La verdad revelada se presenta encastrada en el tímpano, recortada y adosada a una basta almendra mística de granito. Cristo en Majestad realizado en piedra caliza, coronado y con nimbo crucífero, ase con la mano izquierda la parte superior del Libro de los Siete Sellos, aún por abrir, mientras la contraria, no conservada en la actualidad, se habría presentado bendiciendo como lo hacen aquellas Maiestas Domini con las que se le comparan. El artífice del conjunto lucense ha sido relacionado por Rico Camps con uno de los tres maestros más sobresalientes de una de las más exquisitas corrientes artísticas protogóticas coetáneas a la mateana, conocedor no solo de lo realizado en Santiago de Carrión de los Condes (Palencia), de donde toma la calidez de los paños, también de lo realizado en Santa María la Real de Aguilar de Campoo (Palencia), en donde debió de formarse. Dicho lugar de formación le habría permitido conocer la técnica del trépano con la que realiza uno de los cimacios, decorado con roleos vegetales calados de gran movimiento, que remite tipológicamente al estilo “andresino” y a las fórmulas empleadas en el capitel doble de la ermita palentina de Santa Cecilia de Vallespinoso, de Aguilar de Campoo, templo en donde podemos encontrar también notables cogollos vegetales de exquisita labra y valor plástico similares al del pinjante lucense.

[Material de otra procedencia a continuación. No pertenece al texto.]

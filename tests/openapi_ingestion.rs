//! Discovery-path scenarios: OpenAPI fetch + normalization feeding the
//! inventory reconciler.

use serde_json::json;
use toolgate::domain::{AuthMode, SourceAggregate, SourceType};
use toolgate::sources::{InventoryReconciler, OpenApiSourceAdapter, SourceAdapter};
use toolgate::storage::{InMemorySourceRepository, InMemoryToolRepository, SourceRepository, ToolRepository};
use wiremock::matchers::{method, path};
use wiremock::{Mock, MockServer, ResponseTemplate};

fn users_spec(server_uri: &str) -> serde_json::Value {
    json!({
        "openapi": "3.0.3",
        "info": {"title": "Users API", "version": "2.0.1"},
        "servers": [{"url": server_uri}],
        "paths": {
            "/users": {
                "get": {
                    "operationId": "listUsers",
                    "parameters": [
                        {"name": "limit", "in": "query", "required": true,
                         "schema": {"type": "integer"}},
                        {"name": "q", "in": "query", "required": false,
                         "schema": {"type": "string"}}
                    ]
                }
            }
        }
    })
}

async fn registered_source(sources: &InMemorySourceRepository, spec_url: String) {
    let (mut source, _) = SourceAggregate::register(
        "users",
        "Users API",
        spec_url.clone(),
        SourceType::Openapi,
        AuthMode::None,
        chrono::Utc::now(),
    );
    source.spec_url = Some(spec_url);
    sources.add(source).await.unwrap();
}

#[tokio::test]
async fn fetches_and_normalizes_the_spec_over_http() {
    let server = MockServer::start().await;
    Mock::given(method("GET"))
        .and(path("/openapi.json"))
        .respond_with(ResponseTemplate::new(200).set_body_json(users_spec(&server.uri())))
        .mount(&server)
        .await;

    let adapter = OpenApiSourceAdapter::new(reqwest::Client::new(), 10);
    let result = adapter
        .fetch_and_normalize(&format!("{}/openapi.json", server.uri()), None, None, None)
        .await;

    assert!(result.success, "{:?}", result.error);
    assert_eq!(result.source_version.as_deref(), Some("2.0.1"));
    let tool = &result.tools[0];
    assert_eq!(tool.name, "listUsers");
    assert_eq!(
        tool.execution_profile.url_template,
        format!(
            "{}/users?limit={{{{ limit }}}}{{% if q is defined %}}&q={{{{ q }}}}{{% endif %}}",
            server.uri()
        )
    );
}

#[tokio::test]
async fn yaml_specs_are_accepted() {
    let server = MockServer::start().await;
    let yaml = format!(
        "openapi: \"3.1.0\"\ninfo:\n  title: Ping\n  version: \"1.0\"\nservers:\n  - url: {}\npaths:\n  /ping:\n    get:\n      operationId: ping\n",
        server.uri()
    );
    Mock::given(method("GET"))
        .and(path("/openapi.yaml"))
        .respond_with(
            ResponseTemplate::new(200)
                .insert_header("content-type", "application/yaml")
                .set_body_string(yaml),
        )
        .mount(&server)
        .await;

    let adapter = OpenApiSourceAdapter::new(reqwest::Client::new(), 10);
    let result = adapter
        .fetch_and_normalize(&format!("{}/openapi.yaml", server.uri()), None, None, None)
        .await;
    assert!(result.success, "{:?}", result.error);
    assert_eq!(result.tools[0].name, "ping");
}

#[tokio::test]
async fn swagger_two_fails_with_a_specific_error() {
    let server = MockServer::start().await;
    Mock::given(method("GET"))
        .respond_with(ResponseTemplate::new(200).set_body_json(json!({
            "swagger": "2.0",
            "info": {"title": "Old", "version": "1"},
            "paths": {}
        })))
        .mount(&server)
        .await;

    let adapter = OpenApiSourceAdapter::new(reqwest::Client::new(), 10);
    let result = adapter
        .fetch_and_normalize(&format!("{}/swagger.json", server.uri()), None, None, None)
        .await;
    assert!(!result.success);
    assert!(result.error.unwrap().contains("Swagger 2.0"));
    assert!(
        !adapter
            .validate_url(&format!("{}/swagger.json", server.uri()), None)
            .await
    );
}

#[tokio::test]
async fn back_to_back_refreshes_are_idempotent() {
    let server = MockServer::start().await;
    Mock::given(method("GET"))
        .and(path("/openapi.json"))
        .respond_with(ResponseTemplate::new(200).set_body_json(users_spec(&server.uri())))
        .mount(&server)
        .await;

    let sources = InMemorySourceRepository::new();
    let tools = InMemoryToolRepository::new();
    let spec_url = format!("{}/openapi.json", server.uri());
    registered_source(&sources, spec_url.clone()).await;

    let adapter = OpenApiSourceAdapter::new(reqwest::Client::new(), 10);
    let reconciler = InventoryReconciler::new(sources.clone(), tools.clone());

    let first_ingestion = adapter.fetch_and_normalize(&spec_url, None, None, None).await;
    let (first, _) = reconciler.reconcile("users", &first_ingestion, false).await.unwrap();
    assert_eq!(first.tools_created, 1);

    let second_ingestion = adapter.fetch_and_normalize(&spec_url, None, None, None).await;
    let (second, _) = reconciler.reconcile("users", &second_ingestion, false).await.unwrap();
    assert_eq!(second.tools_created, 0);
    assert_eq!(second.tools_updated, 0);
    assert_eq!(second.tools_deprecated, 0);
    assert_eq!(second.inventory_hash, first.inventory_hash);
    assert!(second.skipped);

    // Aggregate key invariant: id == source_id:name.
    for aggregate in tools.list_by_source("users").await.unwrap() {
        assert_eq!(
            aggregate.id,
            format!("{}:{}", aggregate.source_id, aggregate.definition.name)
        );
    }
}

#[tokio::test]
async fn upstream_drift_deprecates_missing_operations() {
    let server = MockServer::start().await;
    let full = users_spec(&server.uri());
    let mut reduced = full.clone();
    reduced["paths"]["/users"]["get"]["operationId"] = json!("listUsersV2");

    Mock::given(method("GET"))
        .and(path("/openapi.json"))
        .respond_with(ResponseTemplate::new(200).set_body_json(full))
        .up_to_n_times(1)
        .mount(&server)
        .await;
    Mock::given(method("GET"))
        .and(path("/openapi.json"))
        .respond_with(ResponseTemplate::new(200).set_body_json(reduced))
        .mount(&server)
        .await;

    let sources = InMemorySourceRepository::new();
    let tools = InMemoryToolRepository::new();
    let spec_url = format!("{}/openapi.json", server.uri());
    registered_source(&sources, spec_url.clone()).await;

    let adapter = OpenApiSourceAdapter::new(reqwest::Client::new(), 10);
    let reconciler = InventoryReconciler::new(sources.clone(), tools.clone());

    let ingestion = adapter.fetch_and_normalize(&spec_url, None, None, None).await;
    reconciler.reconcile("users", &ingestion, false).await.unwrap();

    let ingestion = adapter.fetch_and_normalize(&spec_url, None, None, None).await;
    let (outcome, _) = reconciler.reconcile("users", &ingestion, false).await.unwrap();
    assert_eq!(outcome.tools_created, 1);
    assert_eq!(outcome.tools_deprecated, 1);

    let old = tools.get("users:listUsers").await.unwrap().unwrap();
    assert_eq!(old.status, toolgate::domain::ToolStatus::Deprecated);
}

#[tokio::test]
async fn fetch_failure_only_records_source_bookkeeping() {
    let server = MockServer::start().await;
    Mock::given(method("GET"))
        .respond_with(ResponseTemplate::new(404))
        .mount(&server)
        .await;

    let sources = InMemorySourceRepository::new();
    let tools = InMemoryToolRepository::new();
    let spec_url = format!("{}/openapi.json", server.uri());
    registered_source(&sources, spec_url.clone()).await;

    let adapter = OpenApiSourceAdapter::new(reqwest::Client::new(), 10);
    let reconciler = InventoryReconciler::new(sources.clone(), tools.clone());

    let ingestion = adapter.fetch_and_normalize(&spec_url, None, None, None).await;
    assert!(!ingestion.success);
    reconciler.reconcile("users", &ingestion, false).await.unwrap();

    let source = sources.get("users").await.unwrap().unwrap();
    assert_eq!(source.consecutive_failures, 1);
    assert!(source.last_sync_error.is_some());
}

Pero este maestro y su taller no trabajaban solos en la catedral, existía otro taller trabajando en los capiteles de los tramos reformados de las naves, puesto en relación con los talleres mateanos y las fórmulas utilizadas por estos. Su trabajo lo podemos encontrar en el capitel occidental del quinto tramo norte, en donde se representa la lucha entre dos animales: un león de poblada melena y patas en el astrágalo que parece estar combatiendo con un dragón, que enreda su larga cola en el cuerpo de su adversario uniéndolo al suyo. En el contrario, el oriental, se presenta un complejo entrelazo en el que otros investigadores vieron a dos hombres luchar con extraños animales, incidiendo en localizar un tema similar bajo la figura del profeta Isaías en el Pórtico de la Gloria. Esta temática se retoma en el capitel oriental del sexto tramo de la misma nave, en cuyo vértice se presenta un ser monstruoso de cabeza única y largo y estrecho cuerpo bífido que se enrosca entre las piernas de dos soldados. Todas las figuras perdieron la agresividad y la fiereza propias de las escenas y de los protagonistas representados, y tenemos que ponerlos en relación con un maestro o taller poco hábil que, no obstante, conoce las fórmulas de los talleres mateanos. No solo por incidir en la temática utilizada en el pórtico occidental, también por los tacos espaciados con estrías verticales con los que decora la tableta.

El incierto remate de la catedral de Lugo
Desde los tiempos de Murguía y Street –el siglo XIX– se incide en resaltar que la construcción de las naves de la catedral lucense se prolongó más allá de la primera campaña constructiva, siendo posible diferenciar otras en su edificación, así como distinguir entre etapas y maestros. Sus lecturas, que intentan dar claridad a la historia constructiva de la catedral, son dispares y contradictorias, reflejando la realidad de la fábrica románica y la dificultad interpretativa de esta. En dichas dificultades influyen considerablemente tres factores: el primero, el sistema constructivo adoptado, que obligará a tener un registro cronológico independiente entre los muros externos –más antiguos– e internos –de cronología posterior–, por lo que la nave central y parte de la tribuna son de tiempos góticos (1360-1390); el segundo, lo heterogéneo de los últimos tramos internos de las naves colaterales, que denuncian diferentes campañas posteriores datadas a partir del último tercio del siglo XII; y el tercero, la perdida fachada románica, llegada hasta nuestros días por el dibujo realizado por Manuel Piñeiro y Cancio y relacionada con la de la catedral de Pamplona y, con ella, al proyecto original comenzado en el primer tercio del mismo siglo.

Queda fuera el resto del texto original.